■ **Data**
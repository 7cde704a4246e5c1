use once_cell::sync::Lazy;
use regex::Regex;
use teloxide::types::UserId;

use crate::bot_state::BotState;
use crate::error::InputError;
use crate::handlers::utils::{
    input_error_text, single_button, token_fetch_failed_text, token_stats_text,
    wallet_activity_text, wallet_fetch_failed_text, wallet_idle_text,
};
use crate::models::{Action, Reply};

/// Symbols the bot can resolve, with their Solana mint addresses.
const TOKEN_ADDRESSES: &[(&str, &str)] = &[
    ("SOL", "So11111111111111111111111111111111111111112"),
    ("USDC", "EPjFWdd5AufqSSqeM2qN1xzybapC8G4wEGGkZwyTDt1v"),
    ("USDT", "Es9vMFrzaCERmJfrF4H2FYD4KCoNkY11McCe8BenwNYB"),
];

pub const SUPPORTED_SYMBOLS: &[&str] = &["SOL", "USDC", "USDT"];

/// Wallet lookups show at most this many transfers.
const WALLET_DISPLAY_LIMIT: usize = 3;

static SYMBOL_RE: Lazy<Regex> =
    Lazy::new(|| Regex::new(r"^[A-Za-z]+$").expect("valid symbol regex"));
static WALLET_RE: Lazy<Regex> =
    Lazy::new(|| Regex::new(r"^[1-9A-HJ-NP-Za-km-z]{32,44}$").expect("valid wallet regex"));

/// Validates a symbol and maps it to its mint address.
pub fn resolve_token(text: &str) -> Result<(String, &'static str), InputError> {
    let text = text.trim();
    if !SYMBOL_RE.is_match(text) {
        return Err(InputError::InvalidSymbol);
    }

    let symbol = text.to_uppercase();
    TOKEN_ADDRESSES
        .iter()
        .find(|(s, _)| *s == symbol)
        .map(|(_, address)| (symbol.clone(), *address))
        .ok_or(InputError::UnsupportedToken(symbol))
}

pub fn validate_wallet(text: &str) -> Result<&str, InputError> {
    let address = text.trim();
    if address.is_empty() {
        return Err(InputError::EmptyInput);
    }
    if !WALLET_RE.is_match(address) {
        return Err(InputError::InvalidAddress);
    }
    Ok(address)
}

pub async fn lookup_token(state: &BotState, user: UserId, text: &str) -> Reply {
    let retry = || single_button("Try Another Token 📈", Action::RequestTokenStats);

    let (symbol, address) = match resolve_token(text) {
        Ok(resolved) => resolved,
        Err(e) => {
            log::info!("Rejected token input from user {}: {}", user, e);
            return Reply::new(user, input_error_text(&e)).with_keyboard(retry());
        }
    };

    match state.analytics().token_info(address).await {
        Ok(info) => Reply::new(user, token_stats_text(&symbol, &info, state.details_url()))
            .with_keyboard(single_button("Check Another Token 📈", Action::RequestTokenStats)),
        Err(e) => {
            log::error!("Error fetching token data for {}: {}", symbol, e);
            Reply::new(user, token_fetch_failed_text())
                .with_keyboard(single_button("Try Again 📈", Action::RequestTokenStats))
        }
    }
}

pub async fn lookup_wallet(state: &BotState, user: UserId, text: &str) -> Reply {
    let address = match validate_wallet(text) {
        Ok(address) => address,
        Err(e) => {
            log::info!("Rejected wallet input from user {}: {}", user, e);
            let label = match e {
                InputError::EmptyInput => "Try Again 🔍",
                _ => "Try Another Wallet 🔍",
            };
            return Reply::new(user, input_error_text(&e))
                .with_keyboard(single_button(label, Action::RequestWalletLookup));
        }
    };

    let another = || single_button("Track Another Wallet 🔍", Action::RequestWalletLookup);

    match state.analytics().wallet_transfers(address).await {
        Ok(transfers) if transfers.is_empty() => {
            Reply::new(user, wallet_idle_text(address)).with_keyboard(another())
        }
        Ok(transfers) => {
            let shown = &transfers[..transfers.len().min(WALLET_DISPLAY_LIMIT)];
            Reply::new(user, wallet_activity_text(address, shown, state.details_url()))
                .with_keyboard(another())
        }
        Err(e) => {
            log::error!("Error fetching wallet data for {}: {}", address, e);
            Reply::new(user, wallet_fetch_failed_text())
                .with_keyboard(single_button("Try Again 🔍", Action::RequestWalletLookup))
        }
    }
}
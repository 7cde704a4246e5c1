#[cfg(test)]
pub mod mock;

use std::time::Duration;

use async_trait::async_trait;
use reqwest::header::ACCEPT;
use reqwest::Client;
use serde::de::DeserializeOwned;

use crate::error::FetchError;
use crate::models::{TokenInfo, TransferRecord, TransfersPage};

const API_KEY_HEADER: &str = "X-API-Key";
const REQUEST_TIMEOUT: Duration = Duration::from_secs(10);

const TRANSFERS_PATH: &str = "/token/transfers";
const WHALE_MIN_AMOUNT_USD: &str = "5000";
const WHALE_PAGE_LIMIT: &str = "10";
const WALLET_PAGE_LIMIT: &str = "5";

/// Read-only view of the on-chain analytics service.
#[async_trait]
pub trait AnalyticsApi: Send + Sync {
    /// Latest large transfers across all tokens.
    async fn recent_transfers(&self) -> Result<Vec<TransferRecord>, FetchError>;

    /// Price metadata for a token mint address.
    async fn token_info(&self, address: &str) -> Result<TokenInfo, FetchError>;

    /// Latest transfers touching a wallet address.
    async fn wallet_transfers(&self, address: &str) -> Result<Vec<TransferRecord>, FetchError>;
}

pub struct VybeClient {
    http: Client,
    base_url: String,
    api_key: Option<String>,
}

impl VybeClient {
    pub fn new(base_url: impl Into<String>, api_key: Option<String>) -> Result<Self, FetchError> {
        let http = Client::builder()
            .connect_timeout(REQUEST_TIMEOUT)
            .timeout(REQUEST_TIMEOUT)
            .build()?;

        Ok(Self {
            http,
            base_url: base_url.into(),
            api_key,
        })
    }

    async fn get<T: DeserializeOwned>(
        &self,
        path: &str,
        query: &[(&str, &str)],
    ) -> Result<T, FetchError> {
        let mut request = self
            .http
            .get(format!("{}{}", self.base_url, path))
            .header(ACCEPT, "application/json")
            .query(query);

        if let Some(key) = &self.api_key {
            request = request.header(API_KEY_HEADER, key);
        }

        let response = request.send().await?;
        let status = response.status();
        let text = response.text().await?;

        log::info!("📡 GET {} -> {}", path, status);
        log::debug!("Analytics response body: {}", text);

        if !status.is_success() {
            return Err(FetchError::Status(status.as_u16()));
        }

        Ok(serde_json::from_str::<T>(&text)?)
    }
}

#[async_trait]
impl AnalyticsApi for VybeClient {
    async fn recent_transfers(&self) -> Result<Vec<TransferRecord>, FetchError> {
        let page: TransfersPage = self
            .get(
                TRANSFERS_PATH,
                &[("min_amount_usd", WHALE_MIN_AMOUNT_USD), ("limit", WHALE_PAGE_LIMIT)],
            )
            .await?;
        Ok(page.into_records())
    }

    async fn token_info(&self, address: &str) -> Result<TokenInfo, FetchError> {
        self.get(&format!("/token/{}", address), &[]).await
    }

    async fn wallet_transfers(&self, address: &str) -> Result<Vec<TransferRecord>, FetchError> {
        let page: TransfersPage = self
            .get(TRANSFERS_PATH, &[("address", address), ("limit", WALLET_PAGE_LIMIT)])
            .await?;
        Ok(page.into_records())
    }
}
use std::collections::HashMap;
use std::sync::Arc;
use teloxide::types::UserId;
use tokio::sync::RwLock;

use crate::analytics::AnalyticsApi;
use crate::models::ConversationState;

type Thresholds = Arc<RwLock<HashMap<UserId, f64>>>;
type Conversations = Arc<RwLock<HashMap<UserId, ConversationState>>>;

/// Process-lifetime store shared by the dispatcher and the polling task.
///
/// Thresholds and pending prompts live in separate maps; clearing one never
/// touches the other. Locks are released before any network call.
#[derive(Clone)]
pub struct BotState {
    thresholds: Thresholds,
    conversations: Conversations,
    analytics: Arc<dyn AnalyticsApi>,
    details_url: Arc<str>,
}

impl BotState {
    pub fn new(analytics: Arc<dyn AnalyticsApi>, details_url: &str) -> Self {
        Self {
            thresholds: Arc::new(RwLock::new(HashMap::new())),
            conversations: Arc::new(RwLock::new(HashMap::new())),
            analytics,
            details_url: Arc::from(details_url),
        }
    }

    pub fn analytics(&self) -> &dyn AnalyticsApi {
        self.analytics.as_ref()
    }

    pub fn details_url(&self) -> &str {
        &self.details_url
    }

    pub async fn threshold(&self, user: UserId) -> Option<f64> {
        self.thresholds.read().await.get(&user).copied()
    }

    pub async fn set_threshold(&self, user: UserId, threshold: f64) {
        self.thresholds.write().await.insert(user, threshold);
        log::info!("🐋 Threshold for user {} set to {}", user, threshold);
    }

    /// Copy of every configured threshold, taken under a single read lock.
    pub async fn thresholds(&self) -> Vec<(UserId, f64)> {
        let thresholds = self.thresholds.read().await;
        thresholds.iter().map(|(user, t)| (*user, *t)).collect()
    }

    pub async fn conversation(&self, user: UserId) -> Option<ConversationState> {
        self.conversations.read().await.get(&user).copied()
    }

    pub async fn set_conversation(&self, user: UserId, state: ConversationState) {
        self.conversations.write().await.insert(user, state);
        log::debug!("User {} is now {:?}", user, state);
    }

    pub async fn clear_conversation(&self, user: UserId) {
        self.conversations.write().await.remove(&user);
    }
}

#[cfg(test)]
mod tests {
    use super::*;
    use crate::analytics::mock::MockAnalytics;

    fn state() -> BotState {
        BotState::new(Arc::new(MockAnalytics::new()), "https://vybe.fyi/")
    }

    #[tokio::test]
    async fn threshold_is_overwritten_on_resubmission() {
        let state = state();
        let user = UserId(7);
        assert_eq!(state.threshold(user).await, None);

        state.set_threshold(user, 10_000.0).await;
        state.set_threshold(user, 25_000.0).await;

        assert_eq!(state.threshold(user).await, Some(25_000.0));
        assert_eq!(state.thresholds().await, vec![(user, 25_000.0)]);
    }

    #[tokio::test]
    async fn maps_are_independent() {
        let state = state();
        let user = UserId(7);
        state.set_threshold(user, 500.0).await;
        state.set_conversation(user, ConversationState::AwaitingWallet).await;

        state.clear_conversation(user).await;

        assert_eq!(state.conversation(user).await, None);
        assert_eq!(state.threshold(user).await, Some(500.0));
    }

    #[tokio::test]
    async fn one_pending_prompt_per_user() {
        let state = state();
        let user = UserId(7);
        state.set_conversation(user, ConversationState::AwaitingToken).await;
        state.set_conversation(user, ConversationState::AwaitingThreshold).await;

        assert_eq!(state.conversation(user).await, Some(ConversationState::AwaitingThreshold));
        assert_eq!(state.conversation(UserId(8)).await, None);
    }
}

■ **Work required**
Wherever the word "expect" appears in the records above, copy that line.

■ **Output of the task**
    Lazy::new(|| Regex::new(r"^[A-Za-z]+$").expect("valid symbol regex"));
    Lazy::new(|| Regex::new(r"^[1-9A-HJ-NP-Za-km-z]{32,44}$").expect("valid wallet regex"));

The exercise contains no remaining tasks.